• _Exercise requirements_
The expected response is a copy of every line in the entries below that includes the word "impl".

• _Data listing_
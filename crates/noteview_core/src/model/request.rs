//! Per-render request value.
//!
//! A `RenderRequest` is built fresh for every render pass and dropped once
//! the display surface has been updated. It is the note-like value handed to
//! the HTML representation, so live previews never need to touch the
//! persisted note.

use crate::model::note::{Note, NoteType};

/// Origin of the content being rendered.
#[derive(Debug, Clone, Copy, PartialEq, Eq)]
pub enum RenderSource {
    /// Persisted note content.
    Persisted,
    /// Unsaved editor buffer.
    LiveBuffer,
}

#[derive(Debug, Clone, PartialEq, Eq)]
pub struct RenderRequest {
    pub source: RenderSource,
    pub name: String,
    pub description: String,
    pub note_type: NoteType,
}

impl RenderRequest {
    /// Snapshot of a persisted note.
    pub fn persisted(note: &Note) -> Self {
        Self {
            source: RenderSource::Persisted,
            name: note.name.clone(),
            description: note.description_as_string(),
            note_type: note.note_type.clone(),
        }
    }

    /// Transient request carrying the editor's current name and parsed blocks.
    pub fn live(name: impl Into<String>, blocks: &[String], note_type: NoteType) -> Self {
        Self {
            source: RenderSource::LiveBuffer,
            name: name.into(),
            description: blocks.join("\n"),
            note_type,
        }
    }

    pub fn is_live(&self) -> bool {
        self.source == RenderSource::LiveBuffer
    }
}
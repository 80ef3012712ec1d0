//! Domain values consumed by the rendering core.
//!
//! # Responsibility
//! - Define the note record borrowed from the outline model.
//! - Define the transient request value built for each render pass.
//!
//! # Invariants
//! - Every note is identified by a stable `NoteId`.
//! - Render requests are never retained across passes.

pub mod note;
pub mod request;
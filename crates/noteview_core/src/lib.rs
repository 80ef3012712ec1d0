//! Note rendering and live-preview core.
//!
//! Converts note descriptions into display documents, previews unsaved
//! editor buffers, keeps scroll position across re-renders and bridges the
//! embedded diagram editor's message protocol.

pub mod association;
pub mod config;
pub mod diagram;
pub mod host;
pub mod logging;
pub mod model;
pub mod presenter;
pub mod render;
pub mod scroll;
pub mod surface;

pub use association::{
    AssociatedNotes, Association, AssociationReply, AssociationRequest, AssociationService,
    Generation, ThreadedAssociations,
};
pub use config::{ConfigError, ConfigResult, PresenterConfig, ScrollBackend};
pub use diagram::bridge::{
    BridgeOutcome, BridgeState, DiagramBridge, DiagramSession, LiveEditBuffer,
};
pub use diagram::page::{diagram_page, encode_payload, PageMode};
pub use diagram::protocol::{InboundMessage, OutboundCommand, ProtocolError};
pub use host::{Facet, PresenterHost};
pub use logging::{default_log_level, init_logging, logging_status};
pub use model::note::{Description, Note, NoteId, NoteType, NoteValidationError};
pub use model::request::{RenderRequest, RenderSource};
pub use presenter::NotePresenter;
pub use render::cache::RenderCache;
pub use render::converter::{convert, DisplayDocument, DocumentConverter};
pub use render::html::{HtmlRepresentation, MarkdownHtmlRepresentation};
pub use render::parser::{Block, LineBlockParser, MarkdownParser};
pub use scroll::{
    capture, restore, scroll_bridge_for, DirectScroll, ScriptedScroll, ScrollBridge, ScrollState,
    ScrollSurface,
};
pub use surface::{DisplaySurface, HtmlBuffer};

/// Returns the core crate version.
pub fn core_version() -> &'static str {
    env!("CARGO_PKG_VERSION")
}
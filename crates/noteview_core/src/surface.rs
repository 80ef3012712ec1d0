//! Display surface contracts and the in-memory surface.

use crate::scroll::ScrollSurface;

/// Target that shows rendered markup.
pub trait DisplaySurface: ScrollSurface {
    /// Replaces the whole document.
    fn set_html(&mut self, html: &str);
    /// Posts a serialized diagram command into the current document.
    fn deliver_command(&mut self, json: &str);
}

/// Surface keeping its document in memory.
///
/// Used by the CLI and FFI layers, which hand the markup to a real viewer,
/// and by tests. Scroll extent is whatever the owner reports through
/// `set_max_scroll_offset` or `set_next_extent`.
#[derive(Debug, Default, Clone, PartialEq, Eq)]
pub struct HtmlBuffer {
    html: String,
    offset: u32,
    max_offset: u32,
    next_extent: Option<u32>,
    delivered: Vec<String>,
    loads: u32,
}

impl HtmlBuffer {
    pub fn new() -> Self {
        Self::default()
    }

    pub fn html(&self) -> &str {
        &self.html
    }

    /// Number of documents loaded so far.
    pub fn loads(&self) -> u32 {
        self.loads
    }

    /// Commands posted into the current document.
    pub fn delivered(&self) -> &[String] {
        &self.delivered
    }

    pub fn set_max_scroll_offset(&mut self, max_offset: u32) {
        self.max_offset = max_offset;
        self.offset = self.offset.min(max_offset);
    }

    /// Extent the next loaded document will report.
    pub fn set_next_extent(&mut self, max_offset: u32) {
        self.next_extent = Some(max_offset);
    }
}

impl ScrollSurface for HtmlBuffer {
    fn scroll_offset(&self) -> u32 {
        self.offset
    }

    fn max_scroll_offset(&self) -> u32 {
        self.max_offset
    }

    fn set_scroll_offset(&mut self, offset: u32) {
        self.offset = offset.min(self.max_offset);
    }
}

impl DisplaySurface for HtmlBuffer {
    fn set_html(&mut self, html: &str) {
        self.html.clear();
        self.html.push_str(html);
        self.offset = 0;
        if let Some(extent) = self.next_extent.take() {
            self.max_offset = extent;
        }
        self.delivered.clear();
        self.loads += 1;
    }

    fn deliver_command(&mut self, json: &str) {
        self.delivered.push(json.to_string());
    }
}

#[cfg(test)]
mod tests {
    use super::{DisplaySurface, HtmlBuffer};
    use crate::scroll::ScrollSurface;

    #[test]
    fn loading_a_document_resets_scroll_and_applies_next_extent() {
        let mut surface = HtmlBuffer::new();
        surface.set_max_scroll_offset(200);
        surface.set_scroll_offset(150);
        surface.set_next_extent(400);

        surface.set_html("<p>x</p>");
        assert_eq!(surface.scroll_offset(), 0);
        assert_eq!(surface.max_scroll_offset(), 400);
        assert_eq!(surface.loads(), 1);
    }

    #[test]
    fn offsets_are_clamped_to_extent() {
        let mut surface = HtmlBuffer::new();
        surface.set_max_scroll_offset(50);
        surface.set_scroll_offset(80);
        assert_eq!(surface.scroll_offset(), 50);
    }
}
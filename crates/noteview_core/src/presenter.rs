//! Note view presenter.
//!
//! # Responsibility
//! - Decide what to render: the persisted note or the unsaved editor buffer.
//! - Route diagram notes to the diagram bridge and other notes through the
//!   text pipeline.
//! - Keep the reader's scroll position across re-renders.
//! - Relay host signals (open editor, links, diagram exit, back to outlines) and apply
//!   related-note results that are still current.
//!
//! # Invariants
//! - The presenter owns the only "currently displayed note" identity.
//! - Live previews never write to a note.
//! - Only the latest request's output reaches the surface; association
//!   results from older generations are discarded.
//! - Missing collaborators turn a refresh into a logged no-op.

use crate::association::{
    AssociatedNotes, AssociationReply, AssociationRequest, AssociationService, Generation,
};
use crate::config::PresenterConfig;
use crate::diagram::bridge::{BridgeOutcome, BridgeState, DiagramBridge};
use crate::diagram::page::PageMode;
use crate::host::{Facet, PresenterHost};
use crate::model::note::{Note, NoteId, NoteType};
use crate::model::request::RenderRequest;
use crate::render::cache::RenderCache;
use crate::render::converter::convert;
use crate::render::html::{HtmlRepresentation, MarkdownHtmlRepresentation};
use crate::render::parser::{LineBlockParser, MarkdownParser};
use crate::scroll::{capture, scroll_bridge_for, ScrollBridge, ScrollState, ScrollSurface};
use crate::surface::DisplaySurface;
use log::{debug, info, warn};
use std::sync::mpsc::{self, Receiver, Sender};

const ASSOCIATION_DELIMITER: char = ' ';

#[derive(Debug, Clone, PartialEq, Eq)]
struct DisplayedNote {
    id: NoteId,
    note_type: NoteType,
}

pub struct NotePresenter<S: DisplaySurface, H: PresenterHost> {
    config: PresenterConfig,
    surface: S,
    host: H,
    parser: Option<Box<dyn MarkdownParser>>,
    representation: Option<Box<dyn HtmlRepresentation>>,
    scroll: Box<dyn ScrollBridge>,
    cache: RenderCache,
    bridge: DiagramBridge,
    current: Option<DisplayedNote>,
    generation: Generation,
    associations: Option<Box<dyn AssociationService>>,
    association_tx: Sender<AssociatedNotes>,
    association_rx: Receiver<AssociatedNotes>,
}

impl<S: DisplaySurface, H: PresenterHost> NotePresenter<S, H> {
    /// Creates a presenter with the default parser and markdown representation.
    pub fn new(config: PresenterConfig, surface: S, host: H) -> Self {
        let (association_tx, association_rx) = mpsc::channel();
        Self {
            parser: Some(Box::new(LineBlockParser)),
            representation: Some(Box::new(MarkdownHtmlRepresentation::new(
                config.html_zoom_factor,
            ))),
            scroll: scroll_bridge_for(config.scroll_backend),
            cache: RenderCache::with_capacity(config.render_buffer_capacity),
            config,
            surface,
            host,
            bridge: DiagramBridge::new(),
            current: None,
            generation: Generation::default(),
            associations: None,
            association_tx,
            association_rx,
        }
    }

    pub fn with_association_service(mut self, service: Box<dyn AssociationService>) -> Self {
        self.associations = Some(service);
        self
    }

    /// Replaces or detaches the markdown parser.
    pub fn set_markdown_parser(&mut self, parser: Option<Box<dyn MarkdownParser>>) {
        self.parser = parser;
    }

    /// Replaces or detaches the HTML representation.
    pub fn set_html_representation(&mut self, representation: Option<Box<dyn HtmlRepresentation>>) {
        self.representation = representation;
    }

    pub fn config(&self) -> &PresenterConfig {
        &self.config
    }

    pub fn surface(&self) -> &S {
        &self.surface
    }

    pub fn surface_mut(&mut self) -> &mut S {
        &mut self.surface
    }

    pub fn host(&self) -> &H {
        &self.host
    }

    pub fn host_mut(&mut self) -> &mut H {
        &mut self.host
    }

    pub fn bridge(&self) -> &DiagramBridge {
        &self.bridge
    }

    pub fn current_note_id(&self) -> Option<NoteId> {
        self.current.as_ref().map(|current| current.id)
    }

    pub fn generation(&self) -> Generation {
        self.generation
    }

    /// Renders the persisted content of `note` and marks it read.
    ///
    /// Re-rendering the note already on display keeps the scroll position;
    /// another note starts at the top.
    pub fn refresh(&mut self, note: &mut Note) {
        note.make_read();
        let same_note = self.current_note_id() == Some(note.id);
        self.current = Some(DisplayedNote {
            id: note.id,
            note_type: note.note_type.clone(),
        });
        self.generation = self.generation.next();
        info!(
            "event=note_refresh module=presenter status=ok note_id={} type={} generation={}",
            note.id,
            note.note_type,
            self.generation.value()
        );

        if note.note_type.is_diagram() {
            self.show_diagram(note.description_as_string(), PageMode::View);
        } else {
            self.bridge.close();
            let request = RenderRequest::persisted(note);
            let state = if same_note {
                capture(&self.surface)
            } else {
                ScrollState::TOP
            };
            self.render_text(&request, self.config.autolinking, state);
        }

        self.request_associations(note);
    }

    /// Renders the unsaved editor buffer in place of the persisted note.
    ///
    /// `editor` is the editor's own scroll surface; its position is carried
    /// over so the preview follows the text being edited. Autolinking is
    /// always off here.
    pub fn refresh_live_preview(
        &mut self,
        name: &str,
        description: &str,
        editor: &dyn ScrollSurface,
    ) {
        let Some(current) = self.current.clone() else {
            debug!("event=live_preview module=presenter status=skipped reason=no_note");
            return;
        };

        if current.note_type.is_diagram() {
            // An export echoed back by the editor buffer must not reload the page.
            let unchanged = self.bridge.session().is_some_and(|session| {
                session.mode() == PageMode::Live && session.payload() == description
            });
            if !unchanged {
                self.show_diagram(description.to_string(), PageMode::Live);
            }
            return;
        }

        let Some(parser) = self.parser.as_deref() else {
            debug!("event=live_preview module=presenter status=skipped reason=no_parser");
            return;
        };
        let blocks = parser.parse(description);
        let request = RenderRequest::live(name, &blocks, current.note_type);
        self.render_text(&request, false, capture(editor));
    }

    /// Handles one raw message relayed from the embedded diagram editor.
    pub fn on_diagram_message(&mut self, text: &str) -> BridgeOutcome {
        let outcome = self.bridge.handle_raw_message(text, &mut self.host);
        if outcome == BridgeOutcome::ExitRequested {
            self.host.save_and_close_editor();
        }
        self.flush_diagram_commands();
        outcome
    }

    /// Asks the embedded editor for its diagram, e.g. before saving.
    pub fn request_diagram_export(&mut self) -> bool {
        let requested = self.bridge.request_export();
        self.flush_diagram_commands();
        requested
    }

    pub fn diagram_state(&self) -> BridgeState {
        self.bridge.state()
    }

    /// Opens the displayed note in the editor.
    pub fn edit_note(&mut self) {
        match self.current_note_id() {
            Some(note_id) => self.host.open_editor(note_id),
            None => debug!("event=edit_note module=presenter status=skipped reason=no_note"),
        }
    }

    pub fn double_click(&mut self) {
        if self.config.double_click_to_edit {
            self.edit_note();
        }
    }

    pub fn link_clicked(&mut self, url: &str) {
        self.host.open_link(url);
    }

    /// Returns from the note view to the outline list.
    pub fn back_to_outlines(&mut self) {
        if self.host.is_facet_active(Facet::Outlines) {
            debug!("event=back_to_outlines module=presenter status=skipped reason=already_shown");
            return;
        }
        self.host.show_outlines();
    }

    /// Applies association results that arrived since the last poll.
    ///
    /// Returns the number of results shown.
    pub fn poll_associations(&mut self) -> usize {
        let mut shown = 0;
        while let Ok(result) = self.association_rx.try_recv() {
            if result.generation != self.generation {
                debug!(
                    "event=associations_apply module=presenter status=discarded reason=stale generation={} current={}",
                    result.generation.value(),
                    self.generation.value()
                );
                continue;
            }
            if !(self.host.is_facet_active(Facet::ViewNote)
                || self.host.is_facet_active(Facet::EditNote))
            {
                debug!(
                    "event=associations_apply module=presenter status=discarded reason=facet_inactive"
                );
                continue;
            }
            self.host.show_associations(&result);
            shown += 1;
        }
        shown
    }

    /// Forgets the displayed note and its diagram session.
    pub fn close(&mut self) {
        self.bridge.close();
        self.current = None;
        self.generation = self.generation.next();
    }

    fn show_diagram(&mut self, payload: String, mode: PageMode) {
        match self
            .bridge
            .open(payload, mode, &self.config.diagram_editor_url)
        {
            Ok(page) => self.surface.set_html(&page),
            Err(err) => warn!(
                "event=diagram_page module=presenter status=error mode={:?} error={}",
                mode, err
            ),
        }
    }

    fn render_text(&mut self, request: &RenderRequest, autolink: bool, state: ScrollState) {
        let Some(representation) = self.representation.as_deref() else {
            debug!("event=render module=presenter status=skipped reason=no_representation");
            return;
        };
        let hint = self.scroll.scroll_hint(state);
        let document = convert(representation, request, autolink, hint, &mut self.cache);
        self.surface.set_html(document.as_str());
        self.scroll.restore_after_render(&mut self.surface, state);
    }

    fn flush_diagram_commands(&mut self) {
        for command in self.bridge.take_outbound() {
            match command.to_json() {
                Ok(json) => self.surface.deliver_command(&json),
                Err(err) => warn!(
                    "event=diagram_command module=presenter status=error command={} error={}",
                    command.name(),
                    err
                ),
            }
        }
    }

    fn request_associations(&self, note: &Note) {
        let Some(service) = self.associations.as_deref() else {
            return;
        };
        let request = AssociationRequest {
            generation: self.generation,
            note_id: note.id,
            text: note.association_text(ASSOCIATION_DELIMITER),
        };
        let reply = AssociationReply::new(&request, self.association_tx.clone());
        service.associate(request, reply);
    }
}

• _Finished exercise_
impl RenderRequest {
    pub fn live(name: impl Into<String>, blocks: &[String], note_type: NoteType) -> Self {
impl HtmlBuffer {
impl ScrollSurface for HtmlBuffer {
impl DisplaySurface for HtmlBuffer {
impl<S: DisplaySurface, H: PresenterHost> NotePresenter<S, H> {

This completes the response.